C. J. Brown Reservoir (Clark County) - Walleye are being caught by anglers using crankbaits, jigs with plastic bodies or curly tails, small spinners, or live minnows, leaches, or night crawlers on a #6 long shanked hook as bait. Good curly tail color choices are white, orange, pink, or chartreuse. Fish by slowly trolling or drifting baits in 10 to 15 foot depths. Walleyes are being caught in the main lake river channel and around structure. Fishing is best in the early morning and early evening hours. Most walleye are undersized fish but some legal fish are being caught. REMEMBER all walleye less than 15 inches long must be immediately released back into the lake.

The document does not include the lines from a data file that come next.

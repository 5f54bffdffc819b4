use jth_core::TableAxis;
use sha2::{Digest, Sha256};

use crate::axis::BinAxis;
use crate::histogram::Histogram;

/// Computes a stable content hash for the provided histogram.
///
/// The name is excluded so that identical tables stored under different names
/// share a fingerprint.
pub fn fingerprint(hist: &Histogram) -> String {
    let mut hasher = Sha256::new();
    hasher.update((hist.axes().len() as u64).to_le_bytes());
    for axis in hist.axes() {
        encode_axis(axis, &mut hasher);
    }
    hasher.update((hist.contents().len() as u64).to_le_bytes());
    for value in hist.contents() {
        hasher.update(value.to_bits().to_le_bytes());
    }
    format!("{:x}", hasher.finalize())
}

fn encode_axis(axis: &BinAxis, hasher: &mut Sha256) {
    if axis.is_uniform() {
        hasher.update(b"uniform");
    } else {
        hasher.update(b"variable");
    }
    hasher.update((axis.num_bins() as u64).to_le_bytes());
    for edge in axis.edges() {
        hasher.update(edge.to_bits().to_le_bytes());
    }
}
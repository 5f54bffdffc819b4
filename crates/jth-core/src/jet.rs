//! Read-only jet four-vector with derived kinematic quantities.

use crate::errors::JthError;
use crate::scalar::{AttributeStore, ContextValue, ScalarType};

/// A jet described by (pt, eta, phi, m), plus optional auxiliary attributes.
///
/// Derived quantities follow the usual collider conventions: `pz = pt sinh(eta)`,
/// `p = pt cosh(eta)` and `e = sqrt(p^2 + m^2)`.
#[derive(Debug, Clone)]
pub struct Jet {
    pt: f64,
    eta: f64,
    phi: f64,
    m: f64,
    attributes: AttributeStore,
}

impl Jet {
    /// Creates a jet from transverse momentum, pseudorapidity, azimuth and mass.
    pub fn new(pt: f64, eta: f64, phi: f64, m: f64) -> Self {
        Self {
            pt,
            eta,
            phi,
            m,
            attributes: AttributeStore::new(JthError::Attribute),
        }
    }

    /// Transverse momentum.
    pub fn pt(&self) -> f64 {
        self.pt
    }

    /// Pseudorapidity.
    pub fn eta(&self) -> f64 {
        self.eta
    }

    /// Azimuthal angle.
    pub fn phi(&self) -> f64 {
        self.phi
    }

    /// Invariant mass.
    pub fn m(&self) -> f64 {
        self.m
    }

    pub fn px(&self) -> f64 {
        self.pt * self.phi.cos()
    }

    pub fn py(&self) -> f64 {
        self.pt * self.phi.sin()
    }

    /// Longitudinal momentum. Zero without transverse momentum, for any eta.
    pub fn pz(&self) -> f64 {
        if self.pt == 0.0 {
            return 0.0;
        }
        self.pt * self.eta.sinh()
    }

    /// Magnitude of the three-momentum.
    pub fn p(&self) -> f64 {
        if self.pt == 0.0 {
            return 0.0;
        }
        self.pt * self.eta.cosh()
    }

    /// Energy.
    pub fn e(&self) -> f64 {
        let p = self.p();
        (p * p + self.m * self.m).sqrt()
    }

    /// Transverse energy, `e * pt / p`. Zero for a jet without transverse momentum.
    pub fn et(&self) -> f64 {
        if self.pt == 0.0 {
            return 0.0;
        }
        self.e() * self.pt / self.p()
    }

    /// Rapidity, `0.5 ln((e + pz) / (e - pz))`.
    pub fn rapidity(&self) -> f64 {
        let e = self.e();
        let pz = self.pz();
        if e - pz.abs() <= 0.0 {
            // massless limit (or a jet at rest with no mass)
            return if self.pt == 0.0 { 0.0 } else { self.eta };
        }
        0.5 * ((e + pz) / (e - pz)).ln()
    }

    pub fn abs_eta(&self) -> f64 {
        self.eta.abs()
    }

    pub fn abs_rapidity(&self) -> f64 {
        self.rapidity().abs()
    }

    /// Attaches an auxiliary attribute. Fails if the key already exists.
    pub fn set_attribute<T: ContextValue>(&mut self, key: &str, value: T) -> Result<(), JthError> {
        self.attributes.set_value(key, value)
    }

    /// Builder form of [`Jet::set_attribute`].
    pub fn with_attribute<T: ContextValue>(mut self, key: &str, value: T) -> Result<Self, JthError> {
        self.attributes.set_value(key, value)?;
        Ok(self)
    }

    /// Reads an auxiliary attribute as `T`.
    pub fn attribute<T: ContextValue>(&self, key: &str) -> Result<T, JthError> {
        self.attributes.get_value(key)
    }

    /// Reads an auxiliary attribute with a runtime type tag.
    pub fn attribute_as(&self, key: &str, scalar_type: ScalarType) -> Result<f64, JthError> {
        self.attributes.get_as(key, scalar_type)
    }

    /// All auxiliary attributes.
    pub fn attributes(&self) -> &AttributeStore {
        &self.attributes
    }
}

Stillwater River (Miami County) - Access from Frederick Garland Rd., State Route 571, Calumet Road, State Route 55, Fenner Road, Sugar Grove Rd., SR 36. Remember to ask permission before entering private property. Anglers are catching good numbers of smallmouth bass and channel catfish. Smallmouth bass are being caught in the early morning and early evening hours. Popular baits are soft crayfish, tube jigs, small spinners, and small crankbaits. Remember there is a daily limit of one smallmouth that must be 15 inches or greater when fishing from Frederick-Garland Road to State Route 718. Catfish are being caught at night by anglers fishing on the bottom with creek chubs and soft crayfish.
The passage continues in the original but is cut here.